Output all of the entries exactly as they are given.

§ Exercise materials:
-- -- --
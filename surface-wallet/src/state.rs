//! Slices and state trees of the wallet surfaces
//!
//! The `wallet` slice is shared by both surfaces; each surface adds its own
//! slice and owns an independent tree.

use std::collections::{BTreeMap, BTreeSet};

use surface_dispatch::bitflags::bitflags;
use surface_dispatch::{OperationError, Slice, StateTree};

use crate::types::{
    AccountInfo, GasEstimation, NftMetadata, PanelView, RecoveryPhrase, Timeline, TransactionInfo,
};

/// Accounts, network, balances and transactions.
#[derive(Slice, Clone, Debug, Default, PartialEq)]
#[slice(name = "wallet")]
pub struct WalletState {
    #[slice(persist)]
    pub accounts: Vec<AccountInfo>,
    /// Owned by the backend; re-read on every mount.
    pub selected_account: Option<String>,
    pub selected_chain_id: String,
    pub is_wallet_locked: bool,
    #[slice(persist)]
    pub is_wallet_created: bool,
    #[slice(persist)]
    pub is_wallet_backed_up: bool,
    #[slice(persist)]
    pub selected_currency: String,
    /// Latest known balance per address, in wei.
    pub balances: BTreeMap<String, String>,
    #[slice(persist)]
    pub transactions: Vec<TransactionInfo>,
    pub gas_estimates: Option<GasEstimation>,
    pub has_fee_estimates_error: bool,
    /// Addresses with a balance request in flight.
    pub loading_balances: BTreeSet<String>,
    pub is_fetching_transactions: bool,
    pub last_action_error: Option<OperationError>,
}

impl WalletState {
    pub fn is_loading_balances(&self) -> bool {
        !self.loading_balances.is_empty()
    }

    pub fn transaction(&self, id: &str) -> Option<&TransactionInfo> {
        self.transactions.iter().find(|tx| tx.id == id)
    }

    pub fn addresses(&self) -> Vec<String> {
        self.accounts.iter().map(|a| a.address.clone()).collect()
    }

    /// Insert or replace a transaction by id. Returns whether anything changed.
    pub fn upsert_transaction(&mut self, tx: TransactionInfo) -> bool {
        match self.transactions.iter_mut().find(|t| t.id == tx.id) {
            Some(existing) if *existing == tx => false,
            Some(existing) => {
                *existing = tx;
                true
            }
            None => {
                self.transactions.push(tx);
                true
            }
        }
    }
}

/// Panel navigation. Nothing here is persisted.
#[derive(Slice, Clone, Debug, Default, PartialEq)]
#[slice(name = "panel")]
pub struct PanelState {
    pub selected_panel: PanelView,
    pub selected_pending_transaction_id: Option<String>,
    pub last_action_error: Option<OperationError>,
}

/// Full-page wallet: onboarding, portfolio and NFT details.
#[derive(Slice, Clone, Debug, Default, PartialEq)]
#[slice(name = "page")]
pub struct PageState {
    #[slice(persist)]
    pub wallet_terms_acknowledged: bool,
    #[slice(persist)]
    pub setup_still_in_progress: bool,
    #[slice(persist)]
    pub show_is_restoring: bool,
    #[slice(persist)]
    pub selected_timeline: Timeline,
    #[slice(persist)]
    pub is_auto_pin_enabled: bool,
    #[slice(persist)]
    pub nft_metadata: Option<NftMetadata>,
    #[slice(persist)]
    pub nft_metadata_error: Option<String>,
    pub is_fetching_nft_metadata: bool,
    /// Contract address and token id of the latest metadata request.
    pub requested_nft: Option<(String, String)>,
    pub show_nft_modal: bool,
    pub recovery_phrase: Option<RecoveryPhrase>,
    pub last_action_error: Option<OperationError>,
}

bitflags! {
    #[derive(Debug, Clone, Copy, PartialEq, Eq, Default)]
    pub struct PanelSlices: u8 {
        const PANEL = 1 << 0;
        const WALLET = 1 << 1;
    }
}

bitflags! {
    #[derive(Debug, Clone, Copy, PartialEq, Eq, Default)]
    pub struct PageSlices: u8 {
        const PAGE = 1 << 0;
        const WALLET = 1 << 1;
    }
}

/// State of the wallet panel surface.
#[derive(StateTree, Clone, Debug, Default, PartialEq)]
#[tree(changes = "PanelSlices", persist)]
pub struct PanelTree {
    #[tree(flag = "PANEL")]
    pub panel: PanelState,
    #[tree(flag = "WALLET")]
    pub wallet: WalletState,
}

/// State of the wallet page surface.
#[derive(StateTree, Clone, Debug, Default, PartialEq)]
#[tree(changes = "PageSlices", persist)]
pub struct PageTree {
    #[tree(flag = "PAGE")]
    pub page: PageState,
    #[tree(flag = "WALLET")]
    pub wallet: WalletState,
}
-- -- --
§ Exercise solution:
filename surface-wallet/src/state.rs
//! Slices and state trees of the wallet surfaces
//!
//! The `wallet` slice is shared by both surfaces; each surface adds its own
//! slice and owns an independent tree.

use std::collections::{BTreeMap, BTreeSet};

use surface_dispatch::bitflags::bitflags;
use surface_dispatch::{OperationError, Slice, StateTree};

use crate::types::{
    AccountInfo, GasEstimation, NftMetadata, PanelView, RecoveryPhrase, Timeline, TransactionInfo,
};

/// Accounts, network, balances and transactions.
#[derive(Slice, Clone, Debug, Default, PartialEq)]
#[slice(name = "wallet")]
pub struct WalletState {
    #[slice(persist)]
    pub accounts: Vec<AccountInfo>,
    /// Owned by the backend; re-read on every mount.
    pub selected_account: Option<String>,
    pub selected_chain_id: String,
    pub is_wallet_locked: bool,
    #[slice(persist)]
    pub is_wallet_created: bool,
    #[slice(persist)]
    pub is_wallet_backed_up: bool,
    #[slice(persist)]
    pub selected_currency: String,
    /// Latest known balance per address, in wei.
    pub balances: BTreeMap<String, String>,
    #[slice(persist)]
    pub transactions: Vec<TransactionInfo>,
    pub gas_estimates: Option<GasEstimation>,
    pub has_fee_estimates_error: bool,
    /// Addresses with a balance request in flight.
    pub loading_balances: BTreeSet<String>,
    pub is_fetching_transactions: bool,
    pub last_action_error: Option<OperationError>,
}

impl WalletState {
    pub fn is_loading_balances(&self) -> bool {
        !self.loading_balances.is_empty()
    }

    pub fn transaction(&self, id: &str) -> Option<&TransactionInfo> {
        self.transactions.iter().find(|tx| tx.id == id)
    }

    pub fn addresses(&self) -> Vec<String> {
        self.accounts.iter().map(|a| a.address.clone()).collect()
    }

    /// Insert or replace a transaction by id. Returns whether anything changed.
    pub fn upsert_transaction(&mut self, tx: TransactionInfo) -> bool {
        match self.transactions.iter_mut().find(|t| t.id == tx.id) {
            Some(existing) if *existing == tx => false,
            Some(existing) => {
                *existing = tx;
                true
            }
            None => {
                self.transactions.push(tx);
                true
            }
        }
    }
}

/// Panel navigation. Nothing here is persisted.
#[derive(Slice, Clone, Debug, Default, PartialEq)]
#[slice(name = "panel")]
pub struct PanelState {
    pub selected_panel: PanelView,
    pub selected_pending_transaction_id: Option<String>,
    pub last_action_error: Option<OperationError>,
}

/// Full-page wallet: onboarding, portfolio and NFT details.
#[derive(Slice, Clone, Debug, Default, PartialEq)]
#[slice(name = "page")]
pub struct PageState {
    #[slice(persist)]
    pub wallet_terms_acknowledged: bool,
    #[slice(persist)]
    pub setup_still_in_progress: bool,
    #[slice(persist)]
    pub show_is_restoring: bool,
    #[slice(persist)]
    pub selected_timeline: Timeline,
    #[slice(persist)]
    pub is_auto_pin_enabled: bool,
    #[slice(persist)]
    pub nft_metadata: Option<NftMetadata>,
    #[slice(persist)]
    pub nft_metadata_error: Option<String>,
    pub is_fetching_nft_metadata: bool,
    /// Contract address and token id of the latest metadata request.
    pub requested_nft: Option<(String, String)>,
    pub show_nft_modal: bool,
    pub recovery_phrase: Option<RecoveryPhrase>,
    pub last_action_error: Option<OperationError>,
}

bitflags! {
    #[derive(Debug, Clone, Copy, PartialEq, Eq, Default)]
    pub struct PanelSlices: u8 {
        const PANEL = 1 << 0;
        const WALLET = 1 << 1;
    }
}

bitflags! {
    #[derive(Debug, Clone, Copy, PartialEq, Eq, Default)]
    pub struct PageSlices: u8 {
        const PAGE = 1 << 0;
        const WALLET = 1 << 1;
    }
}

/// State of the wallet panel surface.
#[derive(StateTree, Clone, Debug, Default, PartialEq)]
#[tree(changes = "PanelSlices", persist)]
pub struct PanelTree {
    #[tree(flag = "PANEL")]
    pub panel: PanelState,
    #[tree(flag = "WALLET")]
    pub wallet: WalletState,
}

/// State of the wallet page surface.
#[derive(StateTree, Clone, Debug, Default, PartialEq)]
#[tree(changes = "PageSlices", persist)]
pub struct PageTree {
    #[tree(flag = "PAGE")]
    pub page: PageState,
    #[tree(flag = "WALLET")]
    pub wallet: WalletState,
}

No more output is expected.